POST /v1/audio/transcriptionsRequired capability: audio
Request Body
| Parameter | Type | Required | Description |
|---|---|---|---|
model | string | Yes | Transcription model (e.g. whisper-1). |
file | string | Conditional | Base64-encoded audio data. Either file or file_url is required. |
file_url | string | Conditional | URL to the audio file. Either file or file_url is required. |
language | string | No | ISO 639-1 language code (e.g. en, fr, de). Improves accuracy when specified. |
prompt | string | No | Optional text to guide the transcription style or provide context. |
response_format | string | No | Output format: "json" (default), "text", "srt", "verbose_json", or "vtt". |
temperature | number | No | Sampling temperature between 0 and 1. |
Request size limit: 10 MB
Response
{ "text": "The quick brown fox jumps over the lazy dog."}For verbose_json format, additional fields are included such as word-level timestamps.
Example
curl https://your-gateway.example.com/v1/audio/transcriptions \ -H "Authorization: Bearer aigw_sk_your_api_key" \ -H "Content-Type: application/json" \ -d '{ "model": "whisper-1", "file_url": "https://example.com/audio/recording.mp3", "language": "en", "response_format": "json" }'Translations
Translate audio into English text.
POST /v1/audio/translationsRequired capability: audio
Request Body
| Parameter | Type | Required | Description |
|---|---|---|---|
model | string | Yes | Translation model (e.g. whisper-1). |
file | string | Conditional | Base64-encoded audio data. Either file or file_url is required. |
file_url | string | Conditional | URL to the audio file.

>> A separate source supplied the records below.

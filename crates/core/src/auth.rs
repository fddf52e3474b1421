//! Identity service wire types.
//!
//! Request and response payloads for the remote identity endpoints
//! (`POST /auth/signin`, `POST /auth/signup`). The service speaks
//! camelCase JSON.

use serde::{Deserialize, Serialize};

use crate::types::{Email, UserId};

/// An authenticated storefront user.
///
/// Identity snapshot as returned by the identity service. The session
/// manager persists this verbatim so the session can be restored across
/// process restarts without a network call.
#[derive(Debug, Clone, PartialEq, Eq, Serialize, Deserialize)]
#[serde(rename_all = "camelCase")]
pub struct User {
    /// Unique user ID.
    pub id: UserId,
    /// Login name.
    pub username: String,
    /// User's email address.
    pub email: Email,
    /// Given name.
    pub first_name: String,
    /// Family name.
    pub last_name: String,
    /// Service-assigned role (e.g., `ROLE_USER`).
    pub role: String,
}

impl User {
    /// Full display name, `"First Last"`.
    #[must_use]
    pub fn display_name(&self) -> String {
        format!("{} {}", self.first_name, self.last_name)
    }
}

/// Credentials for `POST /auth/signin`.
#[derive(Debug, Clone, Serialize, Deserialize)]
pub struct LoginRequest {
    pub username: String,
    pub password: String,
}

/// Registration payload for `POST /auth/signup`.
#[derive(Debug, Clone, Serialize, Deserialize)]
#[serde(rename_all = "camelCase")]
pub struct SignupRequest {
    pub username: String,
    pub email: Email,
    pub password: String,
    pub first_name: String,
    pub last_name: String,
}

/// Successful signin response: bearer token plus identity fields.
#[derive(Debug, Clone, Serialize, Deserialize)]
#[serde(rename_all = "camelCase")]
pub struct JwtResponse {
    /// Opaque bearer credential.
    pub token: String,
    /// Token scheme, always `"Bearer"`.
    #[serde(rename = "type")]
    pub token_type: String,
    pub id: UserId,
    pub username: String,
    pub email: Email,
    pub first_name: String,
    pub last_name: String,
    pub role: String,
}

impl JwtResponse {
    /// Extract the identity snapshot, discarding the token.
    #[must_use]
    pub fn into_user(self) -> User {
        User {
            id: self.id,
            username: self.username,
            email: self.email,
            first_name: self.first_name,
            last_name: self.last_name,
            role: self.role,
        }
    }
}

/// Generic `{ message }` response body (signup confirmation, errors).
#[derive(Debug, Clone, Serialize, Deserialize)]
pub struct MessageResponse {
    pub message: String,
}
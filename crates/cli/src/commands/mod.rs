//! CLI command implementations.

pub mod auth;
pub mod cart;
pub mod catalog;
pub mod checkout;
pub mod orders;

use std::sync::Arc;

use shopfront_client::api::ApiClient;
use shopfront_client::cart::CartManager;
use shopfront_client::config::ClientConfig;
use shopfront_client::error::Result;
use shopfront_client::session::SessionManager;
use shopfront_client::storage::{FileStorage, Storage};

/// Everything a command needs: config, storage-backed managers, API client.
///
/// Session and cart are bootstrapped from the data directory on load, so
/// each CLI invocation picks up where the previous one left off.
pub struct App {
    pub api: ApiClient,
    pub session: SessionManager,
    pub cart: CartManager,
}

impl App {
    /// Load configuration, open storage, and restore persisted state.
    pub fn load() -> Result<Self> {
        let config = ClientConfig::from_env()?;
        let storage: Arc<dyn Storage> = Arc::new(FileStorage::open(&config.data_dir)?);

        let api = ApiClient::new(&config, Arc::clone(&storage))?;

        let mut session = SessionManager::new(api.clone(), Arc::clone(&storage));
        session.bootstrap();

        let mut cart = CartManager::new(storage);
        cart.restore();

        Ok(Self { api, session, cart })
    }
}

Either file or file_url is required. |
prompt | string | No | Optional text to guide the translation. |
response_format | string | No | Output format: "json" (default), "text", "srt", "verbose_json", or "vtt". |
temperature | number | No | Sampling temperature between 0 and 1. |
Request size limit: 10 MB
Response
{ "text": "The translated text in English."}Example
curl https://your-gateway.example.com/v1/audio/translations \ -H "Authorization: Bearer aigw_sk_your_api_key" \ -H "Content-Type: application/json" \ -d '{ "model": "whisper-1", "file_url": "https://example.com/audio/french-speech.mp3", "response_format": "json" }'Speech (Text-to-Speech)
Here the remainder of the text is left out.